How To Make Milk Kefir + A Yummy Kefir Smoothie Recipe!

How To Make Milk Kefir + A Yummy Kefir Smoothie Recipe!

What's healthy for you and so versatile for many uses? What is made from fresh milk and full of great-for-you probiotics? What can you make with just a few minutes of work each day? Milk kefir!

Why Learn How To Make Milk Kefir?

For many reasons! First, it's a cultured product with both yeast and bacteria which are beneficial to your digestive system. These organisms lend an effervescence to kefir that isn't present in other fermented dairy products, like cheese and yogurt. Of course, if you are allergic to milk in any way, proceed with caution before making and drinking milk kefir. Some have found, however, that when they make the switch to fermented milk, they are better able to digest it. Proceed with caution when using this product in that circumstance, please. Second, milk kefir is so easy to make! Milk kefir cultures at room temperature -- no babysitting or thermometer-watching! All you need is fresh milk, a Kefir Starter Culture, and a Mason jar.

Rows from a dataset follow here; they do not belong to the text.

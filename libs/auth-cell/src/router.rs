use axum::{
    middleware,
    routing::{get, post},
    Router,
};

use shared_database::AppState;
use shared_utils::extractor::auth_middleware;

use crate::handlers;

pub fn auth_routes(state: AppState) -> Router {
    // Public routes (no authentication required)
    let public_routes = Router::new()
        .route("/login", post(handlers::login))
        .route("/refresh", get(handlers::refresh))
        .route("/forgot-password", post(handlers::forgot_password));

    // Protected routes (authentication required)
    let protected_routes = Router::new()
        .route("/logout", post(handlers::logout))
        .route("/account", get(handlers::account))
        .route("/change-password", post(handlers::change_password))
        .layer(middleware::from_fn_with_state(state.clone(), auth_middleware));

    Router::new()
        .merge(public_routes)
        .merge(protected_routes)
        .with_state(state)
}
use serde::{Deserialize, Serialize};
use uuid::Uuid;

#[derive(Debug, Clone, Serialize, sqlx::FromRow)]
pub struct Clinic {
    pub id: Uuid,
    pub name: String,
    pub address: String,
    pub phone: String,
    pub description: Option<String>,
    pub image: Option<String>,
}

#[derive(Debug, Deserialize)]
pub struct CreateClinicDto {
    pub name: String,
    pub address: String,
    pub phone: String,
    pub description: Option<String>,
    pub image: Option<String>,
}

#[derive(Debug, Deserialize)]
pub struct UpdateClinicDto {
    pub name: Option<String>,
    pub address: Option<String>,
    pub phone: Option<String>,
    pub description: Option<String>,
    pub image: Option<String>,
}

About Dry Kefir Starter Culture

If you're at all familiar with making kefir, you are probably accustomed to kefir grains -- cauliflower-like globes that you transfer from batch to batch. Kefir grains are a SCOBY or symbiotic colony of bacteria and yeasts. It is a living organism that grows over time as it eats the lactose (milk sugar) in milk. Using a dry kefir culture has one main advantage over kefir grains: convenience! Rather than having to keep your grains in fresh milk every 24 to 48 hours to keep them alive and healthy, you can simply take a break from making kefir whenever you like with a dry kefir starter culture. Once you are ready to make kefir, you will need good, quality milk. Fresh raw milk is best, but be sure that whatever you use has been produced under sanitary conditions. Use the highest quality milk you can afford, preferably organic, if raw milk is not an option for you. 

How To Make Milk Kefir With A Dry Kefir Starter Culture

First, take 1 quart of cold milk from the fridge, add your dry kefir starter culture, and stir gently to mix in. If you are using goat milk, you will need to add a full packet of starter culture to only 2 cups of milk as it doesn't thicken like cow's milk. This is because of the different proteins in goat's milk. If you are using low fat or skim milk, you will need to add 2 teaspoons of non-fat milk powder to the quart of fresh milk. This adds the proteins needed to make the kefir thicker. Next, add a lid and leave it on the counter for 24 to 48 hours. It will become thick, but still liquid, like a drinkable yogurt. Alternatively, if you are concerned at all about bacteria in your milk, heat the milk gently just about boiling, stirring constantly to avoid burning and allow it to cool. Once cool, you can add the culture starter and proceed as before. After 24 hours, check your cultured milk. It will have a distinctive "sour" smell to it, but it shouldn't smell bad or "off". Think similar to yogurt, but a bit more yeasty. Transfer the kefir to a different jar, then place in the fridge for storage and use. To start the next batch, simply take 2 Tablespoons of the fermented kefir and place in a clean jar with a quart of fresh milk and continue the process. Don't add more than that, or your kefir can quickly become very sour. You can make 7 batches of kefir before you need a new starter culture. After 7 batches, simply start the process over with a brand new starter.

Using Your Kefir In This Yummy Kefir Smoothie Recipe

You can make yummy kefir smoothies by placing kefir in a blender with frozen fruit and greens for added nutrition. My favorite recipe is:
  • 1 quart kefir made with a Dry Kefir Starter Culture
  • 1 cup frozen strawberries
  • 1 cup frozen blueberries
  • 2 tablespoons raw honey
  • 1/2 cup fresh spinach leaves
Add all the ingredients to a blender, and blend until smooth. If it's too thick, add up to 1/2 cup of water or fresh juice to the blender.

Do you know how to make milk kefir? Have you ever used a dry kefir starter culture?